The high-level pipeline functions mirror the CLI steps:

from cellarium.cas.cli._benchmark_impl import (
    run_confusion_matrix_step,
    run_aggregate_step,
    run_f_measure_step,
    run_hierarchical_f_measure_step,
)

run_confusion_matrix_step("./annotate_outputs", "./bench", "cell_type_ontology_term_id", "cas_cell_type_name_1")
run_aggregate_step("./bench")
run_f_measure_step("./bench")
run_hierarchical_f_measure_step("./bench")

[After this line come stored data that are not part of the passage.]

use std::io::ErrorKind;
use std::path::{Path, PathBuf};

use stepper_core::error::{Result, StepperError};
use stepper_core::settings::normalize_payload;
use stepper_core::Settings;

/// File-backed settings mapping.
#[derive(Debug, Clone)]
pub struct SettingsStore {
    path: PathBuf,
}

impl SettingsStore {
    pub fn new(path: impl Into<PathBuf>) -> Self {
        Self { path: path.into() }
    }

    pub fn path(&self) -> &Path {
        &self.path
    }

    /// Read and decode the current settings. A missing file behaves like an
    /// empty mapping.
    pub async fn load(&self) -> Result<Settings> {
        let raw = match tokio::fs::read_to_string(&self.path).await {
            Ok(s) => s,
            Err(e) if e.kind() == ErrorKind::NotFound => "{}".to_string(),
            Err(e) => {
                return Err(StepperError::Internal(format!(
                    "read settings failed ({}): {e}",
                    self.path.display()
                )))
            }
        };
        Ok(Settings::decode(&raw))
    }

    /// Store a settings payload as submitted by an operator. Anything that is
    /// not a JSON object is stored as `{}`.
    pub async fn save(&self, payload: &str) -> Result<Settings> {
        let normalized = normalize_payload(payload);
        tokio::fs::write(&self.path, &normalized).await.map_err(|e| {
            StepperError::Internal(format!(
                "write settings failed ({}): {e}",
                self.path.display()
            ))
        })?;
        Ok(Settings::decode(&normalized))
    }
}
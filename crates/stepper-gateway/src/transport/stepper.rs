//! Metric endpoint: `GET /v1/stepper?key=...`.
//!
//! Flow: load settings -> access gate -> validate scale -> query count ->
//! map to degrees -> `{"count":N}`. Unauthorized requests get an empty 200.

use std::net::SocketAddr;

use axum::{
    extract::{ConnectInfo, Query, State},
    http::{header, HeaderMap, StatusCode},
    response::{IntoResponse, Response},
};

use stepper_core::{authorize, body::count_body};

use crate::app_state::AppState;
use crate::error::HttpError;
use crate::transport::client_ip::resolve_client_ip;

#[derive(Debug, Default)]
pub struct StepperQuery {
    pub key: Option<String>,
}

impl StepperQuery {
    /// Build from raw query pairs. A repeated `key` keeps its last value.
    pub fn from_pairs(pairs: Vec<(String, String)>) -> Self {
        let key = pairs.into_iter().filter(|(k, _)| k == "key").map(|(_, v)| v).last();
        Self { key }
    }
}

pub async fn stepper(
    State(app): State<AppState>,
    ConnectInfo(peer): ConnectInfo<SocketAddr>,
    headers: HeaderMap,
    Query(pairs): Query<Vec<(String, String)>>,
) -> Response {
    match respond(&app, Some(peer), &headers, StepperQuery::from_pairs(pairs)).await {
        Ok(resp) => resp,
        Err(e) => e.into_response(),
    }
}

/// Transport-independent body of the handler; `peer` is `None` when the
/// listener does not expose connection info.
pub async fn respond(
    app: &AppState,
    peer: Option<SocketAddr>,
    headers: &HeaderMap,
    q: StepperQuery,
) -> Result<Response, HttpError> {
    let settings = app.settings().load().await?;

    let client_ip = resolve_client_ip(headers, peer, app.cfg().gateway.trust_forwarded_for);
    if !authorize(&settings, q.key.as_deref(), client_ip.as_deref()) {
        return Ok(StatusCode::OK.into_response());
    }

    let scale = settings.max_scale()?;
    let raw = app.count_source().raw_count().await?;
    let degrees = scale.map(raw);
    tracing::debug!(raw, max = scale.get(), degrees, "stepper metric served");

    Ok((
        StatusCode::OK,
        [(header::CONTENT_TYPE, "application/json")],
        count_body(degrees),
    )
        .into_response())
}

Aggregating custom groups

The CLI aggregate command groups confusion matrices by model_name automatically. For custom groupings (e.g. by assay type or tissue), use aggregate_confusion_matrices directly in a notebook:

from cellarium.cas.benchmarking.confusion_matrix import (
    load_confusion_matrix,
    aggregate_confusion_matrices,
    save_confusion_matrix,
)

cms = []
for run_dir in my_custom_group_dirs:
    cm, _ = load_confusion_matrix(run_dir)
    cms.append(cm)

agg = aggregate_confusion_matrices(cms)

Azimuth integration

The cellarium.cas.benchmarking.azimuth helpers convert Azimuth annotation outputs into CAS-compatible annotate directories so they can be evaluated with the same pipeline. See cellarium.cas.benchmarking.azimuth.helpers.azimuth_to_cas_annotation for usage.

Important: when level_specs is auto-detected, Azimuth levels are ordered most granular first (rank 1 = finest level), matching CAS convention. If you pass explicit level_specs, list them most-granular first.